The discovery of the distinctive structure of heavy chain-only antibodies in species belonging to the Camelidae family in 1993 created interest in their variable antigen binding domain (VHH). The first FDA approved VHH therapeutic; Caplacizumab (Cablivi®) opened the door to many more programs. That interest has continued to build with five VHH‑based therapeutics, gaining global regulatory approval by the end of 2025, and more than 49 VHH sequences had advanced into clinical development.

In addition to indicators of growing clinical confidence and investment in next generation biologics, the global VHH nanobody market is growing, with CAGR estimates around 15%. This growth is driven by their promise for use in applications such as oncology, immunology, and diagnostic imaging.

VHH antibodies have been shown to accelerate progress from concept to clinic when supported by the right development infrastructure. This infrastructure is key, as they differ fundamentally from conventional monoclonal antibodies, and so they bring distinct challenges in discovery, humanization, expression, and analytical characterization. However, there are differences in structure that give VHH antibodies their potential.

What’s so different about VHH structure?

VHHs antibodies differ from traditional antibodies in several critical ways:

Small size - VHH antibodies are extremely small (12–15 kDa), allowing them to access hidden epitopes that conventional antibodies can’t. Their compact, hydrophilic structure enables improved tissue penetration, and they can even cross biological barriers such as the blood–brain barrier.

Simple but stable structure - VHHs consist of a single variable domain, making folding straightforward. They exhibit exceptional thermal and chemical stability, enabling use across challenging formulation conditions, including respiratory and digestive environments. This inherent stability also supports robust, efficient manufacturability.

Flexible engineering - The lack of a light chain gives VHHs exceptional design flexibility for multi‑specific formats. Their unique paratope geometry creates an adaptable scaffold, enabling modular use as building blocks for complex therapeutics. VHHs can be readily fused with effector domains, including enzymes, toxins, and Fc regions, to create highly functional, customizable molecules.

Low-cost manufacturing - Unlike conventional monoclonal antibodies that require mammalian expression, VHHs can be produced in simpler systems such as E. coli, yeast, and plants. This flexibility significantly shortens production timelines and can reduce overall process development costs.

What are the challenges for VHH development and manufacturing?

As this is an emerging technology, there are limited established CMC pathways compared to IgG monoclonals.

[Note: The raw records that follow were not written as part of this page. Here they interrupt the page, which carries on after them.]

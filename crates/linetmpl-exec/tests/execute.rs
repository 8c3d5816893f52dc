use linetmpl_exec::{ExecError, FuncError, FuncMap, MissingKey, Template};
use proptest::prelude::*;
use serde_json::{json, Value};

fn render(source: &str, data: &Value) -> String {
    Template::new("t")
        .parse(source)
        .unwrap()
        .render(data)
        .unwrap()
}

fn render_err(source: &str, data: &Value) -> String {
    Template::new("t")
        .parse(source)
        .unwrap()
        .render(data)
        .unwrap_err()
        .to_string()
}

#[test]
fn plate_path_with_square_delimiters() {
    let tmpl = Template::new("plate")
        .delims("[", "]")
        .parse("/[.Date]/[.Plate]/[.Year]")
        .unwrap();
    let data = json!({"Date": "20180201", "Plate": "ABC123", "Year": "2018"});
    assert_eq!(tmpl.render(&data).unwrap(), "/20180201/ABC123/2018");
}

#[test]
fn delimiters_do_not_change_output() {
    let data = json!({"A": {"B": [1, 2]}, "N": "x"});
    let square = Template::new("t")
        .delims("[", "]")
        .parse("<[.N]>[range .A.B]([.])[end]")
        .unwrap();
    let braces = Template::new("t")
        .parse("<{{.N}}>{{range .A.B}}({{.}}){{end}}")
        .unwrap();
    assert_eq!(square.render(&data).unwrap(), braces.render(&data).unwrap());
    assert_eq!(braces.render(&data).unwrap(), "<x>(1)(2)");
}

#[test]
fn unicode_field_names() {
    let out = render("{{.名前}}さん", &json!({"名前": "太郎"}));
    assert_eq!(out, "太郎さん");
}

#[test]
fn comments_and_trim_markers() {
    assert_eq!(render("a{{/* note */}}b", &json!({})), "ab");
    assert_eq!(render("a  {{- 1 -}}  b", &json!({})), "a1b");
}

#[test]
fn if_else_chain() {
    let source = "{{if .A}}a{{else if .B}}b{{else}}none{{end}}";
    assert_eq!(render(source, &json!({"A": 1})), "a");
    assert_eq!(render(source, &json!({"A": 0, "B": "x"})), "b");
    assert_eq!(render(source, &json!({})), "none");
}

#[test]
fn with_rebinds_dot() {
    let source = "{{with .User}}{{.Name}}{{else}}anonymous{{end}}";
    assert_eq!(render(source, &json!({"User": {"Name": "Ann"}})), "Ann");
    assert_eq!(render(source, &json!({"User": null})), "anonymous");
}

#[test]
fn range_with_break_and_continue() {
    let source = "{{range $i, $e := .L}}\
        {{if eq $e 3}}{{continue}}{{end}}\
        {{if eq $e 5}}{{break}}{{end}}\
        {{$i}}={{$e}} {{end}}";
    let out = render(source, &json!({"L": [1, 2, 3, 4, 5, 6]}));
    assert_eq!(out, "0=1 1=2 3=4 ");
}

#[test]
fn range_over_objects_integers_and_nothing() {
    let out = render("{{range $k, $v := .M}}{{$k}}:{{$v}};{{end}}", &json!({"M": {"b": 2, "a": 1}}));
    assert_eq!(out, "a:1;b:2;");
    assert_eq!(render("{{range 3}}{{.}}{{end}}", &json!({})), "012");
    let source = "{{range .L}}x{{else}}empty{{end}}";
    assert_eq!(render(source, &json!({"L": []})), "empty");
    assert_eq!(render(source, &json!({})), "empty");
}

#[test]
fn range_over_scalar_fails() {
    let err = render_err("{{range .S}}{{end}}", &json!({"S": "abc"}));
    assert!(err.contains("range can't iterate over abc"), "{err}");
}

#[test]
fn variable_assignment_reaches_outer_scope() {
    let out = render("{{$x := 1}}{{if true}}{{$x = 2}}{{end}}{{$x}}", &json!({}));
    assert_eq!(out, "2");
    assert_eq!(render("{{$.A}}{{with .B}}{{$.A}}{{end}}", &json!({"A": "r", "B": 1})), "rr");
}

#[test]
fn define_template_and_block() {
    let source = r#"{{define "row"}}<{{.}}>{{end}}{{range .L}}{{template "row" .}}{{end}}"#;
    assert_eq!(render(source, &json!({"L": ["a", "b"]})), "<a><b>");
    assert_eq!(render(r#"{{block "b" .X}}[{{.}}]{{end}}"#, &json!({"X": 1})), "[1]");
}

#[test]
fn execute_named_template() {
    let tmpl = Template::new("t")
        .parse(r#"{{define "greet"}}hi {{.}}{{end}}main"#)
        .unwrap();
    let mut out = Vec::new();
    tmpl.execute_template(&mut out, "greet", &json!("bob")).unwrap();
    assert_eq!(out, b"hi bob");
}

#[test]
fn recursion_is_bounded() {
    let child = std::thread::Builder::new()
        .stack_size(256 << 20)
        .spawn(|| render_err(r#"{{define "r"}}{{template "r" .}}{{end}}{{template "r" .}}"#, &json!({})))
        .unwrap();
    let err = child.join().unwrap();
    assert!(err.contains("exceeded maximum template depth (1000)"), "{err}");
}

#[test]
fn builtins_in_pipelines() {
    let data = json!({"L": ["a", "b", "c"], "M": {"k": "v"}, "S": "hi"});
    assert_eq!(render("{{len .L}} {{index .L 1}} {{index .M \"k\"}}", &data), "3 b v");
    assert_eq!(render("{{.S | printf \"%s!\"}}", &data), "hi!");
    assert_eq!(render("{{printf \"%d-%s\" 7 .S}}", &data), "7-hi");
    assert_eq!(render("{{printf \"%d\" .S}}", &data), "%!d(string=hi)");
    assert_eq!(render("{{eq 3 1 2 3}} {{lt 1 2.5}} {{not .S}}", &data), "true true false");
    assert_eq!(render("{{or .Missing \"fallback\"}}", &data), "fallback");
}

#[test]
fn printf_rejects_oversized_counts() {
    let out = render(r#"{{printf "%*d" 9223372036854775807 1}}"#, &json!({}));
    assert_eq!(out, "%!(BADWIDTH)1");
    let out = render(r#"{{printf "%.*f|%c" -5 1.5 55296}}"#, &json!({}));
    assert_eq!(out, "%!(BADPREC)1.500000|\u{FFFD}");
}

#[test]
fn and_or_short_circuit() {
    let funcs = FuncMap::new().with("fail", |_: &[Value]| Err(FuncError::new("boom")));
    let tmpl = Template::new("t")
        .funcs(funcs)
        .parse("{{and .A (fail)}} {{or 1 (fail)}}")
        .unwrap();
    assert_eq!(tmpl.render(&json!({"A": false})).unwrap(), "false 1");
}

#[test]
fn user_function_errors_are_reported() {
    let funcs = FuncMap::new().with("fail", |_: &[Value]| Err(FuncError::new("boom")));
    let tmpl = Template::new("t").funcs(funcs).parse("x{{fail}}").unwrap();
    let err = tmpl.render(&json!({})).unwrap_err();
    assert_eq!(
        err.to_string(),
        r#"template: t:1: executing "t" at <fail>: error calling fail: boom"#
    );
}

#[test]
fn missing_keys() {
    assert_eq!(render("{{.Nope}}", &json!({})), "<no value>");
    assert_eq!(render("{{.A.B}}", &json!({})), "<no value>");

    let tmpl = Template::new("t")
        .option(MissingKey::Error)
        .parse("{{.Nope}}")
        .unwrap();
    let err = tmpl.render(&json!({})).unwrap_err();
    assert!(matches!(err, ExecError::Eval { line: 1, .. }));
    assert_eq!(
        err.to_string(),
        r#"template: t:1: executing "t" at <.Nope>: map has no entry for key "Nope""#
    );
}

#[test]
fn field_of_scalar_fails() {
    let err = render_err("\n{{.A.B}}", &json!({"A": 5}));
    assert_eq!(
        err,
        r#"template: t:2: executing "t" at <.A.B>: can't evaluate field B in type int"#
    );
}

#[test]
fn parse_errors_surface_from_template() {
    let err = Template::new("t").parse("{{nope}}").unwrap_err();
    assert!(err.to_string().contains(r#"function "nope" not defined"#), "{err}");
    let err = Template::new("t").parse("{{$y}}").unwrap_err();
    assert!(err.to_string().contains(r#"undefined variable "$y""#), "{err}");
}

proptest! {
    #[test]
    fn plain_text_renders_verbatim(text in "[^\\[\\]{}]{0,40}") {
        let tmpl = Template::new("t").delims("[", "]").parse(&text).unwrap();
        prop_assert_eq!(tmpl.render(&json!({})).unwrap(), text);
    }

    #[test]
    fn field_lookup_renders_value(key in "[A-Z][a-z]{0,6}", value in "[a-z0-9 ]{0,10}") {
        let tmpl = Template::new("t")
            .delims("[", "]")
            .parse(&format!("<[.{key}]>"))
            .unwrap();
        let mut data = serde_json::Map::new();
        data.insert(key, Value::String(value.clone()));
        prop_assert_eq!(tmpl.render(&Value::Object(data)).unwrap(), format!("<{value}>"));
    }
}
//! Execution engine for linetmpl templates.
//!
//! Templates are parsed by `linetmpl-syntax` and executed here against a
//! [`serde_json::Value`] data context. The engine provides:
//! - [`Template`], a named set of parse trees with builder-style configuration
//! - [`FuncMap`], the function table shared by the parser and the executor
//! - The builtin functions (`and`, `or`, `len`, `index`, `printf`, `eq`, ...)
//!
//! # Example
//!
//! ```
//! use linetmpl_exec::{FuncMap, Template};
//! use serde_json::{json, Value};
//!
//! let funcs = FuncMap::new().with("shout", |args: &[Value]| {
//!     Ok(json!(args[0].as_str().unwrap_or_default().to_uppercase()))
//! });
//! let tmpl = Template::new("t")
//!     .delims("[", "]")
//!     .funcs(funcs)
//!     .parse("[.Greeting | shout], [.Name]!")
//!     .unwrap();
//! let out = tmpl.render(&json!({"Greeting": "hello", "Name": "Ann"})).unwrap();
//! assert_eq!(out, "HELLO, Ann!");
//! ```

mod builtins;
pub mod error;
mod exec;
pub mod funcs;
pub mod printf;
pub mod template;
pub mod value;

pub use builtins::builtin_names;
pub use error::{ExecError, ExecResult, FuncError};
pub use exec::MAX_EXEC_DEPTH;
pub use funcs::{Func, FuncMap};
pub use printf::sprintf;
pub use template::{MissingKey, Template};
//! Source location tracking for lexer items and parse-tree nodes.

/// A position in template source.
#[derive(Debug, Clone, Copy, PartialEq, Eq, Hash, Default, PartialOrd, Ord)]
pub struct Pos {
    /// Byte offset (0-indexed).
    pub offset: usize,
    /// Line number (1-indexed).
    pub line: usize,
}

impl Pos {
    /// Create a new position.
    #[must_use]
    pub const fn new(offset: usize, line: usize) -> Self {
        Self { offset, line }
    }
}

impl std::fmt::Display for Pos {
    fn fmt(&self, f: &mut std::fmt::Formatter<'_>) -> std::fmt::Result {
        write!(f, "{}@{}", self.line, self.offset)
    }
}

/// Maps byte offsets to line numbers.
#[derive(Debug, Clone)]
pub(crate) struct LineIndex {
    newlines: Vec<usize>,
}

impl LineIndex {
    pub(crate) fn new(source: &str) -> Self {
        let newlines = source
            .bytes()
            .enumerate()
            .filter_map(|(i, b)| (b == b'\n').then_some(i))
            .collect();
        Self { newlines }
    }

    /// Position of a byte offset. A newline belongs to the line it ends.
    pub(crate) fn pos(&self, offset: usize) -> Pos {
        let line = self.newlines.partition_point(|&nl| nl < offset) + 1;
        Pos::new(offset, line)
    }
}
//! Tree-walking executor.
//!
//! The executor keeps a stack of variables, the template currently running,
//! and the output sink. Control-flow nodes report `break` and `continue`
//! through [`Flow`] so that `range` can act on them.

use std::io::Write;
use std::mem;

use linetmpl_syntax::{
    BranchNode, ChainNode, CommandNode, FieldNode, IdentifierNode, ListNode, Node, NodeRef,
    NumberNode, PipeNode, TemplateNode, Tree, VariableNode,
};
use serde_json::Value;
use tracing::trace;

use crate::error::{ExecError, ExecResult};
use crate::template::{MissingKey, Template};
use crate::value::{float, is_true, to_output, type_name};

/// Maximum depth of nested `template` invocations.
pub const MAX_EXEC_DEPTH: usize = 1000;

/// How control leaves a list of nodes.
#[derive(Debug, Clone, Copy, PartialEq, Eq)]
enum Flow {
    Normal,
    Break,
    Continue,
}

pub(crate) struct State<'a> {
    template: &'a Template,
    tree: &'a Tree,
    out: &'a mut dyn Write,
    vars: Vec<(String, Value)>,
    depth: usize,
}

Full-length monoclonal antibodies benefit from decades of GMP experience and well-defined regulations. This lack of clarity can prolong the development time for VHH antibodies.

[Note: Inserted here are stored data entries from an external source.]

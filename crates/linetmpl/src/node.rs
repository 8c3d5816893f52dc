//! The serializable node model.
//!
//! Every node is a [`Node`]: a tagged [`NodeKind`] plus a source position.
//! Only the fields that belong to a tag exist for it, so the JSON form of a
//! node never carries another kind's fields:
//!
//! | Tag | Fields |
//! |---|---|
//! | `TEXT`, `NUMBER`, `STRING` | `text` |
//! | `ACTION` | `pipe` |
//! | `PIPE` | `isAssign`, `decl`, `cmds` |
//! | `COMMAND` | `args` |
//! | `VARIABLE`, `FIELD`, `IDENTIFIER` | `ident` |
//! | `CHAIN` | `node` (when there is a base), `field` |
//! | `BOOL` | `true` |
//! | `DOT`, `NIL` | none |

use std::fmt;

use serde::{Deserialize, Serialize};

/// Symbolic tag of a node.
#[derive(Debug, Clone, Copy, PartialEq, Eq, Hash, Serialize, Deserialize)]
#[serde(rename_all = "SCREAMING_SNAKE_CASE")]
pub enum NodeType {
    /// Plain text.
    Text,
    /// An action such as `[.Name]`.
    Action,
    /// A pipeline with optional variable declarations.
    Pipe,
    /// One command of a pipeline.
    Command,
    /// A variable reference.
    Variable,
    /// A function name.
    Identifier,
    /// The cursor, `.`.
    Dot,
    /// The `nil` constant.
    Nil,
    /// A field path on the cursor.
    Field,
    /// A field path on another term.
    Chain,
    /// A boolean constant.
    Bool,
    /// A numeric constant.
    Number,
    /// A string constant.
    String,
}

impl NodeType {
    /// The tag as it appears on the wire.
    #[must_use]
    pub const fn as_str(self) -> &'static str {
        match self {
            Self::Text => "TEXT",
            Self::Action => "ACTION",
            Self::Pipe => "PIPE",
            Self::Command => "COMMAND",
            Self::Variable => "VARIABLE",
            Self::Identifier => "IDENTIFIER",
            Self::Dot => "DOT",
            Self::Nil => "NIL",
            Self::Field => "FIELD",
            Self::Chain => "CHAIN",
            Self::Bool => "BOOL",
            Self::Number => "NUMBER",
            Self::String => "STRING",
        }
    }
}

impl fmt::Display for NodeType {
    fn fmt(&self, f: &mut fmt::Formatter<'_>) -> fmt::Result {
        f.write_str(self.as_str())
    }
}

/// A serialized template: its name and top-level nodes in source order.
#[derive(Debug, Clone, PartialEq, Serialize, Deserialize)]
pub struct Tree {
    /// Name of the source template.
    pub name: String,
    /// Top-level nodes.
    pub nodes: Vec<Node>,
}

/// One node of a [`Tree`].
#[derive(Debug, Clone, PartialEq, Serialize, Deserialize)]
pub struct Node {
    #[serde(flatten)]
    kind: NodeKind,
    /// Byte offset of the node in the source.
    pub pos: usize,
    /// Line of the node in the source.
    #[serde(default, skip_serializing_if = "Option::is_none")]
    pub line: Option<usize>,
}

impl Node {
    /// Create a node without line information.
    #[must_use]
    pub const fn new(kind: NodeKind, pos: usize) -> Self {
        Self {
            kind,
            pos,
            line: None,
        }
    }

    /// Attach a line number.
    #[must_use]
    pub fn with_line(mut self, line: usize) -> Self {
        self.line = Some(line);
        self
    }

    /// The node's contents. The tag is fixed once the node exists.
    #[must_use]
    pub const fn kind(&self) -> &NodeKind {
        &self.kind
    }

    /// The node's tag.
    #[must_use]
    pub const fn node_type(&self) -> NodeType {
        self.kind.node_type()
    }

    /// Direct children in order: an action's pipe, a pipe's declarations then
    /// commands, a command's arguments, or a chain's base.
    #[must_use]
    pub fn children(&self) -> Vec<&Self> {
        match &self.kind {
            NodeKind::Action { pipe } => pipe.iter().map(|pipe| &**pipe).collect(),
            NodeKind::Pipe { decl, cmds, .. } => decl.iter().chain(cmds).collect(),
            NodeKind::Command { args } => args.iter().collect(),
            NodeKind::Chain { node, .. } => node.iter().map(|base| &**base).collect(),
            _ => Vec::new(),
        }
    }

    pub(crate) fn kind_mut(&mut self) -> &mut NodeKind {
        &mut self.kind
    }
}

/// Tag and tag-specific fields of a [`Node`].
#[derive(Debug, Clone, PartialEq, Serialize, Deserialize)]
#[serde(tag = "nodeType", rename_all = "SCREAMING_SNAKE_CASE")]
pub enum NodeKind {
    /// Plain text.
    Text {
        /// The literal text.
        text: String,
    },
    /// An action.
    Action {
        /// The action's pipeline. Filled once the traversal has built it.
        #[serde(default, skip_serializing_if = "Option::is_none")]
        pipe: Option<Box<Node>>,
    },
    /// A pipeline.
    Pipe {
        /// Whether the declarations assign (`=`) rather than declare (`:=`).
        #[serde(rename = "isAssign")]
        is_assign: bool,
        /// Declared or assigned variables.
        decl: Vec<Node>,
        /// Commands, in pipeline order.
        cmds: Vec<Node>,
    },
    /// A command.
    Command {
        /// Arguments; the first is the function or value being invoked.
        args: Vec<Node>,
    },
    /// A variable with an optional field path, e.g. `["$x", "A"]`.
    Variable {
        /// Variable name followed by field names.
        ident: Vec<String>,
    },
    /// A function name, as a one-element path.
    Identifier {
        /// The name.
        ident: Vec<String>,
    },
    /// The cursor.
    Dot,
    /// The `nil` constant.
    Nil,
    /// A field path on the cursor.
    Field {
        /// Field names without their leading dots.
        ident: Vec<String>,
    },
    /// A field path on another term.
    Chain {
        /// The term the path applies to.
        #[serde(default, skip_serializing_if = "Option::is_none")]
        node: Option<Box<Node>>,
        /// Field names without their leading dots.
        field: Vec<String>,
    },
    /// A boolean constant.
    Bool {
        /// The value.
        #[serde(rename = "true")]
        value: bool,
    },
    /// A numeric constant, as written.
    Number {
        /// Source text of the number.
        text: String,
    },
    /// A string constant.
    String {
        /// The unquoted value.
        text: String,
    },
}

impl NodeKind {
    /// The tag of this kind.
    #[must_use]
    pub const fn node_type(&self) -> NodeType {
        match self {
            Self::Text { .. } => NodeType::Text,
            Self::Action { .. } => NodeType::Action,
            Self::Pipe { .. } => NodeType::Pipe,
            Self::Command { .. } => NodeType::Command,
            Self::Variable { .. } => NodeType::Variable,
            Self::Identifier { .. } => NodeType::Identifier,
            Self::Dot => NodeType::Dot,
            Self::Nil => NodeType::Nil,
            Self::Field { .. } => NodeType::Field,
            Self::Chain { .. } => NodeType::Chain,
            Self::Bool { .. } => NodeType::Bool,
            Self::Number { .. } => NodeType::Number,
            Self::String { .. } => NodeType::String,
        }
    }
}

#[cfg(test)]
mod tests {
    use serde_json::json;

    use super::*;

    #[test]
    fn tags_serialize_by_name() {
        assert_eq!(serde_json::to_value(NodeType::Identifier).unwrap(), json!("IDENTIFIER"));
        assert_eq!(NodeType::Chain.to_string(), "CHAIN");
        let parsed: NodeType = serde_json::from_value(json!("NIL")).unwrap();
        assert_eq!(parsed, NodeType::Nil);
    }

    #[test]
    fn fields_follow_the_tag() {
        let dot = Node::new(NodeKind::Dot, 3);
        assert_eq!(serde_json::to_value(&dot).unwrap(), json!({"nodeType": "DOT", "pos": 3}));

        let flag = Node::new(NodeKind::Bool { value: false }, 0).with_line(2);
        assert_eq!(
            serde_json::to_value(&flag).unwrap(),
            json!({"nodeType": "BOOL", "true": false, "pos": 0, "line": 2})
        );

        let chain = Node::new(
            NodeKind::Chain {
                node: None,
                field: vec!["B".to_string()],
            },
            5,
        );
        assert_eq!(
            serde_json::to_value(&chain).unwrap(),
            json!({"nodeType": "CHAIN", "field": ["B"], "pos": 5})
        );
    }

    #[test]
    fn children_in_order() {
        let var = Node::new(NodeKind::Variable { ident: vec!["$x".to_string()] }, 1);
        let cmd = Node::new(NodeKind::Command { args: vec![Node::new(NodeKind::Dot, 7)] }, 7);
        let pipe = Node::new(
            NodeKind::Pipe {
                is_assign: false,
                decl: vec![var],
                cmds: vec![cmd],
            },
            1,
        );
        let types: Vec<_> = pipe.children().iter().map(|n| n.node_type()).collect();
        assert_eq!(types, vec![NodeType::Variable, NodeType::Command]);
        assert!(Node::new(NodeKind::Nil, 0).children().is_empty());
    }
}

Discovery challenges can often occur in library generation and diversity, as although library-based sdAb discovery technology is well-developed, some limitations remain, such as sequence diversity loss, difficulties in conducting functional assays, and the considerable time required.

Process development and manufacturing challenges can include issues around platform fit and expressions systems, due to the differences in the host system used. Scaling the process is often challenging as the small size of the VHH antibodies increases their risk of loss during filtration and ultrafiltration. In addition, tailored analytical methods may be required.

Where next for VHH antibodies?

VHH (single‑domain) antibodies already have strong scientific momentum, but commercial success depends on:

• Discovery quality - VHH success begins with producing high‑quality binders that match or surpass full‑length antibodies
• Engineering robustness - well‑engineered VHHs can outperform IgGs on size, tissue penetration, and manufacturability, with careful design
• Manufacturability - VHHs promise lower COGS, but only if manufacturing is optimized
• Regulatory clarity – clear regulatory pathways and comparability frameworks will be essential

VHH antibodies: they’re not just small; they are modular engineering platforms. The only limit is our imagination!